The task:
Reproduce the opening lines of the records exactly, up to and including the line in which "pub const MAX_GUESSES: u8 = 5;" occurs.
Provided data section start
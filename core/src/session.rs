use alloc::collections::BTreeSet;
use alloc::string::{String, ToString};
use alloc::vec;
use alloc::vec::Vec;
use core::fmt;
use ndarray::Array2;
use rand::Rng;
use serde::{Deserialize, Serialize};

use crate::*;

/// Wrong final-word guesses allowed before the board explodes.
pub const MAX_GUESSES: u8 = 5;

/// Boards generated before giving up on fitting the word in the safe cells.
pub const MAX_BOARD_ATTEMPTS: usize = 16;

/// Valid transitions:
/// - Playing -> Won
/// - Playing -> Lost
#[derive(Copy, Clone, Debug, Default, PartialEq, Eq, Serialize, Deserialize)]
pub enum SessionState {
    #[default]
    Playing,
    Won,
    Lost,
}

impl SessionState {
    pub const fn is_finished(self) -> bool {
        matches!(self, Self::Won | Self::Lost)
    }
}

/// Latest status line for the player.
#[derive(Copy, Clone, Debug, Default, PartialEq, Eq, Serialize, Deserialize)]
#[serde(tag = "kind", rename_all = "snake_case")]
pub enum Status {
    #[default]
    CollectLetters,
    BoardCleared,
    IncorrectGuess { remaining: u8 },
    HitMine,
    OutOfGuesses,
    Solved,
}

impl fmt::Display for Status {
    fn fmt(&self, f: &mut fmt::Formatter<'_>) -> fmt::Result {
        use Status::*;
        match self {
            CollectLetters => f.write_str("Reveal safe tiles to collect cipher letters."),
            BoardCleared => {
                f.write_str("All safe tiles revealed. Submit the final word to win the round.")
            }
            IncorrectGuess { remaining } => {
                write!(f, "Incorrect guess. {remaining} tries remaining.")
            }
            HitMine => f.write_str("You hit a mine! Game over."),
            OutOfGuesses => f.write_str("Out of guesses! The board has been revealed."),
            Solved => f.write_str("Correct! You solved the cipher."),
        }
    }
}

/// Everything needed to set up a round.
#[derive(Clone, Debug, PartialEq, Serialize, Deserialize)]
pub struct SessionConfig {
    pub difficulty: Difficulty,
    pub cipher: Cipher,
    pub mine_probability: f64,
}

impl SessionConfig {
    pub fn new(difficulty: Difficulty, cipher: Cipher) -> Self {
        Self {
            difficulty,
            cipher,
            mine_probability: RandomBoardGenerator::DEFAULT_MINE_PROBABILITY,
        }
    }

    /// Resolves the names a host receives, falling back to the default key
    /// of the cipher when none is given.
    pub fn parse(difficulty: &str, cipher_id: &str, key: Option<&str>) -> Result<Self> {
        let difficulty = difficulty.parse()?;
        let kind: CipherKind = cipher_id.parse()?;
        if !kind.is_game_cipher() {
            return Err(GameError::NotAGameCipher);
        }
        Ok(Self::new(difficulty, Cipher::with_default_key(kind, key)?))
    }
}

/// Letter shown to the player the first time its cell is revealed.
#[derive(Copy, Clone, Debug, PartialEq, Eq, Serialize, Deserialize)]
pub struct DisclosedLetter {
    pub index: usize,
    pub letter: char,
    pub position: Coord2,
}

#[derive(Clone, Debug, Default, PartialEq, Eq, Serialize, Deserialize)]
pub struct RevealReport {
    pub revealed: Vec<Coord2>,
    pub disclosed: Vec<DisclosedLetter>,
    pub state: SessionState,
}

#[derive(Copy, Clone, Debug, PartialEq, Eq, Serialize, Deserialize)]
pub struct FlagReport {
    pub flagged: bool,
    pub changed: bool,
}

#[derive(Copy, Clone, Debug, PartialEq, Eq, Serialize, Deserialize)]
pub enum GuessOutcome {
    /// Blank guess, nothing was spent.
    Ignored,
    Correct,
    Incorrect,
}

#[derive(Copy, Clone, Debug, PartialEq, Eq, Serialize, Deserialize)]
pub struct GuessReport {
    pub outcome: GuessOutcome,
    pub state: SessionState,
    pub remaining_guesses: u8,
}

/// What the player sees of a cell.
#[derive(Copy, Clone, Debug, Default, PartialEq, Eq, Serialize, Deserialize)]
pub enum CellView {
    #[default]
    Hidden,
    Flagged,
    Revealed(u8),
    Mine,
    Exploded,
}

/// Render-ready copy of the whole session.
#[derive(Clone, Debug, PartialEq, Serialize, Deserialize)]
pub struct SessionSnapshot {
    pub difficulty: Option<Difficulty>,
    pub cipher: CipherKind,
    pub cipher_example: String,
    pub size: Coord2,
    pub cells: Array2<CellView>,
    pub revealed_letters: Vec<Option<char>>,
    pub remaining_guesses: u8,
    pub max_guesses: u8,
    pub mines_left: isize,
    pub state: SessionState,
    pub board_cleared: bool,
    pub status: Status,
    pub message: String,
    /// Only disclosed once the session is over.
    pub target_word: Option<String>,
}

/// One round of the game: a board, a hidden cipher word and the guesses left.
#[derive(Clone, Debug, PartialEq, Serialize, Deserialize)]
pub struct GameSession {
    difficulty: Option<Difficulty>,
    cipher: Cipher,
    board: Board,
    target_word: String,
    binding: CipherBinding,
    revealed_letters: Vec<Option<char>>,
    disclosed: BTreeSet<Coord2>,
    remaining_guesses: u8,
    state: SessionState,
    board_cleared: bool,
    triggered_mine: Option<Coord2>,
    status: Status,
}

impl GameSession {
    /// Picks a word, generates a board and hides the encoded word in it.
    ///
    /// Boards with fewer safe cells than letters are thrown away and
    /// generated again, up to [`MAX_BOARD_ATTEMPTS`] times.
    pub fn setup<R: Rng + ?Sized>(
        config: &SessionConfig,
        words: &WordBank,
        rng: &mut R,
    ) -> Result<Self> {
        let profile = config.difficulty.profile();
        let generator = RandomBoardGenerator::new(config.mine_probability);
        let target_word = String::from(words.choose(profile.word_length, rng)?);

        let mut last_error = GameError::InvalidBoardShape;
        for attempt in 1..=MAX_BOARD_ATTEMPTS {
            let board = generator.generate(profile.size, rng)?;
            match Self::with_board(board, &target_word, config.cipher.clone(), rng) {
                Ok(mut session) => {
                    session.difficulty = Some(config.difficulty);
                    log::debug!(
                        "new {} session with {} cipher after {} board(s)",
                        profile.name,
                        config.cipher.kind(),
                        attempt
                    );
                    return Ok(session);
                }
                Err(err @ GameError::InsufficientSafeCells { .. }) => {
                    log::warn!("Board attempt {attempt} rejected: {err}");
                    last_error = err;
                }
                Err(err) => return Err(err),
            }
        }
        Err(last_error)
    }

    /// Starts a session on a prepared board. The word is trimmed and upper-cased.
    pub fn with_board<R: Rng + ?Sized>(
        board: Board,
        target_word: &str,
        cipher: Cipher,
        rng: &mut R,
    ) -> Result<Self> {
        let target_word = target_word.trim().to_ascii_uppercase();
        let binding = CipherBinding::bind(&board, &target_word, &cipher, rng)?;

        Ok(Self {
            difficulty: None,
            cipher,
            revealed_letters: vec![None; target_word.len()],
            board,
            target_word,
            binding,
            disclosed: BTreeSet::new(),
            remaining_guesses: MAX_GUESSES,
            state: SessionState::Playing,
            board_cleared: false,
            triggered_mine: None,
            status: Status::CollectLetters,
        })
    }

    pub fn difficulty(&self) -> Option<Difficulty> {
        self.difficulty
    }

    pub fn cipher(&self) -> &Cipher {
        &self.cipher
    }

    pub fn board(&self) -> &Board {
        &self.board
    }

    pub fn binding(&self) -> &CipherBinding {
        &self.binding
    }

    pub fn target_word(&self) -> &str {
        &self.target_word
    }

    /// Encoded letters in word order, `None` until their cell is revealed.
    pub fn revealed_letters(&self) -> &[Option<char>] {
        &self.revealed_letters
    }

    pub fn remaining_guesses(&self) -> u8 {
        self.remaining_guesses
    }

    pub fn state(&self) -> SessionState {
        self.state
    }

    pub fn is_finished(&self) -> bool {
        self.state.is_finished()
    }

    /// All safe cells are open. The word still has to be guessed to win.
    pub fn board_cleared(&self) -> bool {
        self.board_cleared
    }

    pub fn triggered_mine(&self) -> Option<Coord2> {
        self.triggered_mine
    }

    pub fn status(&self) -> Status {
        self.status
    }

    pub fn reveal_at(&mut self, coords: Coord2) -> Result<RevealReport> {
        self.check_playing()?;

        let mut report = RevealReport::default();
        match self.board.reveal(coords)? {
            RevealOutcome::NoChange => {}
            RevealOutcome::HitMine(mine) => {
                self.triggered_mine = Some(mine);
                self.end_game(false, Status::HitMine);
            }
            RevealOutcome::Revealed(opened) => {
                report.disclosed = opened.iter().filter_map(|&pos| self.disclose(pos)).collect();
                report.revealed = opened;
                if !self.board_cleared && self.board.is_cleared() {
                    log::debug!("board cleared");
                    self.board_cleared = true;
                    self.status = Status::BoardCleared;
                }
            }
        }
        report.state = self.state;
        Ok(report)
    }

    pub fn toggle_flag(&mut self, coords: Coord2) -> Result<FlagReport> {
        self.check_playing()?;

        let outcome = self.board.toggle_flag(coords)?;
        Ok(FlagReport {
            flagged: self.board[coords].is_flagged(),
            changed: outcome.has_update(),
        })
    }

    /// Compares a guess against the target word, ignoring case and surrounding
    /// whitespace. A blank guess costs nothing.
    pub fn submit_guess(&mut self, guess: &str) -> Result<GuessReport> {
        self.check_playing()?;

        let guess = guess.trim().to_ascii_uppercase();
        let outcome = if guess.is_empty() {
            GuessOutcome::Ignored
        } else if guess == self.target_word {
            self.end_game(true, Status::Solved);
            GuessOutcome::Correct
        } else {
            self.remaining_guesses = self.remaining_guesses.saturating_sub(1);
            if self.remaining_guesses == 0 {
                self.end_game(false, Status::OutOfGuesses);
            } else {
                self.status = Status::IncorrectGuess {
                    remaining: self.remaining_guesses,
                };
            }
            GuessOutcome::Incorrect
        };

        Ok(GuessReport {
            outcome,
            state: self.state,
            remaining_guesses: self.remaining_guesses,
        })
    }

    pub fn snapshot(&self) -> SessionSnapshot {
        let cells = Array2::from_shape_fn(self.board.size().to_nd_index(), |(row, col)| {
            let coords = (row as Coord, col as Coord);
            self.cell_view(coords)
        });

        SessionSnapshot {
            difficulty: self.difficulty,
            cipher: self.cipher.kind(),
            cipher_example: self.cipher.kind().example().into(),
            size: self.board.size(),
            cells,
            revealed_letters: self.revealed_letters.clone(),
            remaining_guesses: self.remaining_guesses,
            max_guesses: MAX_GUESSES,
            mines_left: self.board.mines_left(),
            state: self.state,
            board_cleared: self.board_cleared,
            status: self.status,
            message: self.status.to_string(),
            target_word: self.is_finished().then(|| self.target_word.clone()),
        }
    }

    pub fn cell_view(&self, coords: Coord2) -> CellView {
        let cell = self.board[coords];
        match cell.state {
            CellState::Hidden => CellView::Hidden,
            CellState::Flagged => CellView::Flagged,
            CellState::Revealed if self.triggered_mine == Some(coords) => CellView::Exploded,
            CellState::Revealed => match cell.adjacent_mines() {
                Some(count) => CellView::Revealed(count),
                None => CellView::Mine,
            },
        }
    }

    /// Records the letter under `coords` the first time it is revealed.
    fn disclose(&mut self, coords: Coord2) -> Option<DisclosedLetter> {
        let bound = *self.binding.at(coords)?;
        let slot = self.revealed_letters.get_mut(bound.index)?;
        if !self.disclosed.insert(coords) {
            return None;
        }
        *slot = Some(bound.encoded);
        log::debug!("disclosed letter {} at {:?}", bound.index, coords);
        Some(DisclosedLetter {
            index: bound.index,
            letter: bound.encoded,
            position: coords,
        })
    }

    fn end_game(&mut self, won: bool, status: Status) {
        if self.state.is_finished() {
            return;
        }

        self.status = status;
        if won {
            self.state = SessionState::Won;
        } else {
            self.state = SessionState::Lost;
            self.board.reveal_mines();
        }
        log::debug!("session ended: {:?}", self.state);
    }

    fn check_playing(&self) -> Result<()> {
        if self.state.is_finished() {
            Err(GameError::AlreadyEnded)
        } else {
            Ok(())
        }
    }
}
Provided data section end
Exercise result:
filename core/src/session.rs
use alloc::collections::BTreeSet;
use alloc::string::{String, ToString};
use alloc::vec;
use alloc::vec::Vec;
use core::fmt;
use ndarray::Array2;
use rand::Rng;
use serde::{Deserialize, Serialize};

use crate::*;

/// Wrong final-word guesses allowed before the board explodes.
pub const MAX_GUESSES: u8 = 5;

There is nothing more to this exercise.